If Tesseract needs different configuration files for standard, fast and best traineddata, separate tessdata directories will be required.

stweil on 15 Sep 2017

😄1

I wonder whether the current approach with "best" and "fast" traineddata is reasonable: both contain basically the same data, only the LSTM model in the traineddata files differs. Some numbers for best/Latin.traineddata:

# Component size / MiB
12      Latin.lstm
1       Latin.lstm-number-dawg
1       Latin.lstm-punc-dawg
1       Latin.lstm-recoder
1       Latin.lstm-unicharset
85      Latin.lstm-word-dawg
1       Latin.version
97      total

fast/Latin.traineddata is identical with one exception:

# Component size / MiB
1       Latin.lstm

So it would also be possible to modify Tesseract to get both kinds of Latin.lstm from the same traineddata file (using a new component name like Latin.lstm-fast) and select the desired one with a new command line option. That would avoid the duplication of the other data and simplify the handling while increasing the size of the traineddata only by a small amount.

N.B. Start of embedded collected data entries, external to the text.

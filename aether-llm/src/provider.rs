//! Concrete [`LlmProvider`] implementations.
//!
//! [`HttpLlmProvider`] is a generic JSON-over-HTTP backend (grounded on the
//! rate-limited `reqwest` client the teacher used for its OpenAI/Anthropic
//! adapters) that works against any chat-completions-shaped endpoint.
//! [`MockLlmProvider`] is the in-process test double used throughout this
//! crate and by callers wiring up a kernel for tests.

use crate::{CompletionRequest, FinishReason, LlmProvider, RawCompletion, TokenUsage};
use aether_core::LlmError;
use async_trait::async_trait;
use reqwest::{Client, StatusCode};
use serde::{Deserialize, Serialize};
use std::sync::atomic::{AtomicU32, Ordering};
use std::sync::Arc;

#[derive(Serialize)]
struct ChatRequestBody<'a> {
    model: &'a str,
    system: &'a str,
    prompt: &'a str,
}

#[derive(Deserialize)]
struct ChatResponseBody {
    content: String,
    #[serde(default)]
    prompt_tokens: u32,
    #[serde(default)]
    completion_tokens: u32,
    #[serde(default)]
    finish_reason: String,
}

/// A generic chat-completions HTTP provider. `base_url`/`model` identify
/// the backend; `provider_id` is the name used in registry priority and
/// circuit-breaker bookkeeping, which may differ from `model` (e.g. two
/// registrations of the same model behind different endpoints).
pub struct HttpLlmProvider {
    client: Client,
    provider_id: String,
    base_url: String,
    api_key: String,
    model: String,
}

impl HttpLlmProvider {
    pub fn new(
        provider_id: impl Into<String>,
        base_url: impl Into<String>,
        api_key: impl Into<String>,
        model: impl Into<String>,
    ) -> Self {
        Self {
            client: Client::new(),
            provider_id: provider_id.into(),
            base_url: base_url.into(),
            api_key: api_key.into(),
            model: model.into(),
        }
    }
}

#[async_trait]
impl LlmProvider for HttpLlmProvider {
    fn provider_id(&self) -> &str {
        &self.provider_id
    }

    async fn complete(&self, request: &CompletionRequest) -> Result<RawCompletion, LlmError> {
        let body = ChatRequestBody {
            model: &self.model,
            system: &request.system_prompt,
            prompt: &request.user_prompt,
        };

        let mut req = self
            .client
            .post(format!("{}/completions", self.base_url))
            .bearer_auth(&self.api_key)
            .json(&body);
        if let Some(deadline) = request.deadline {
            req = req.timeout(deadline);
        }

        let response = req.send().await.map_err(|e| LlmError::RequestFailed {
            provider: self.provider_id.clone(),
            message: e.to_string(),
        })?;

        let status = response.status();
        if status == StatusCode::TOO_MANY_REQUESTS {
            let retry_after_ms = response
                .headers()
                .get("retry-after")
                .and_then(|v| v.to_str().ok())
                .and_then(|s| s.parse::<u64>().ok())
                .map(|secs| secs * 1000)
                .unwrap_or(1000);
            return Err(LlmError::RateLimited {
                provider: self.provider_id.clone(),
                retry_after_ms,
            });
        }
        if !status.is_success() {
            let message = response.text().await.unwrap_or_else(|_| status.to_string());
            return Err(LlmError::RequestFailed {
                provider: self.provider_id.clone(),
                message,
            });
        }

        let parsed: ChatResponseBody = response.json().await.map_err(|e| LlmError::RequestFailed {
            provider: self.provider_id.clone(),
            message: format!("malformed envelope: {e}"),
        })?;

        let finish_reason = match parsed.finish_reason.as_str() {
            "stop" => FinishReason::Stop,
            "length" => FinishReason::Length,
            "content_filter" => FinishReason::ContentFilter,
            other => FinishReason::Other(other.to_string()),
        };

        Ok(RawCompletion {
            content: parsed.content,
            tokens: TokenUsage {
                prompt: parsed.prompt_tokens,
                completion: parsed.completion_tokens,
            },
            model: self.model.clone(),
            finish_reason,
        })
    }
}

/// Deterministic test double. Can be wired to always succeed with fixed
/// content, always fail, or fail a fixed number of times before
/// succeeding (to exercise the retry loop).
pub struct MockLlmProvider {
    provider_id: String,
    content: String,
    fails_remaining: Arc<AtomicU32>,
    call_counter: Option<Arc<AtomicU32>>,
}

impl MockLlmProvider {
    pub fn succeeding(provider_id: impl Into<String>, content: impl Into<String>) -> Self {
        Self {
            provider_id: provider_id.into(),
            content: content.into(),
            fails_remaining: Arc::new(AtomicU32::new(0)),
            call_counter: None,
        }
    }

    pub fn failing(provider_id: impl Into<String>) -> Self {
        Self {
            provider_id: provider_id.into(),
            content: String::new(),
            fails_remaining: Arc::new(AtomicU32::new(u32::MAX)),
            call_counter: None,
        }
    }

    /// Fails `fail_count` times, then succeeds with `content`. `call_counter`
    /// is incremented on every call (success or failure) so tests can
    /// assert the total attempt count.
    pub fn flaky(
        provider_id: impl Into<String>,
        call_counter: Arc<AtomicU32>,
        fail_count: u32,
        content: impl Into<String>,
    ) -> Self {
        Self {
            provider_id: provider_id.into(),
            content: content.into(),
            fails_remaining: Arc::new(AtomicU32::new(fail_count)),
            call_counter: Some(call_counter),
        }
    }
}

#[async_trait]
impl LlmProvider for MockLlmProvider {
    fn provider_id(&self) -> &str {
        &self.provider_id
    }

    async fn complete(&self, _request: &CompletionRequest) -> Result<RawCompletion, LlmError> {
        if let Some(counter) = &self.call_counter {
            counter.fetch_add(1, Ordering::SeqCst);
        }

        let remaining = self.fails_remaining.load(Ordering::SeqCst);
        if remaining > 0 {
            self.fails_remaining.fetch_sub(1, Ordering::SeqCst);
            return Err(LlmError::RequestFailed {
                provider: self.provider_id.clone(),
                message: "mock failure".to_string(),
            });
        }

        Ok(RawCompletion {
            content: self.content.clone(),
            tokens: TokenUsage {
                prompt: 10,
                completion: 10,
            },
            model: "mock-model".to_string(),
            finish_reason: FinishReason::Stop,
        })
    }
}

97      best/Latin.traineddata
86      fast/Latin.traineddata

A combined traineddata file with best and fast model included could be zipped and would be much smaller then:

51      best/Latin.zip

stweil on 15 Sep 2017

❤1

Just quoting Ray about 'best' and 'fast':

2 parallel sets of tessdata. "best" and "fast". "Fast" will exceed the speed of legacy Tesseract in real time, provided you have the required parallelism components, and in total CPU only slightly slower for English. Way faster for most non-latin languages, while being <5% worse than "best" Only "best" will be retrainable, as "fast" will be integer.

amitdo on 15 Sep 2017

👀1

I now did a complete comparison of the extracted "best" and "fast" traineddata files. Besides the lstm and version parts, they are identical, but "best" includes these additional files:

ara.config
ben.config
chi_sim.config
chi_sim_vert.config
chi_tra.config
chi_tra_vert.config
deu.config
ell.config
hin.config
ita.config
jpn.config
jpn_vert.config
kan.config
kor.config
mal.config
mar.config
nep.config
srp.config
tam.config
tel.config
tha.config
vie.config

It's not clear why these parts exist in "best", and already the first one ara.config looks wrong:

# We do not yet have Tesseract for Arabic, so use OEM_CUBE_ONLY
# (see OcrEngineMode enum in third_party/tesseract/ccmain/tesseractclass.h).
tessedit_ocr_engine_mode        1
[...]

stweil on 15 Sep 2017

👍1

# We do not yet have Tesseract for Arabic, so use OEM_CUBE_ONLY
# (see OcrEngineMode enum in third_party/tesseract/ccmain/tesseractclass.h).

This comment should be updated

tessedit_ocr_engine_mode 1

This is still ok for ara.

amitdo on 15 Sep 2017

👀1

Shouldn't all fast and best traineddatas have this:

tessedit_ocr_engine_mode 1

in their config?

amitdo on 15 Sep 2017

🚀1

Tesseract chooses the correct mode automatically.

There are 161 tessdata files in tessdata_best, but only 28 of them contain a config part.
deu.traineddata loads frk.traineddata. That looks wrong for me. Maybe other config files should not be there, too.

stweil on 15 Sep 2017

🚀1

Tesseract chooses the correct mode automatically.

Yeah, I know, but oem 1 is more explicit.

amitdo on 15 Sep 2017

❤1

@stweil You raise some very good points, both about data redundancy and about git submodules. Ray told me he's going to think about over the weekend.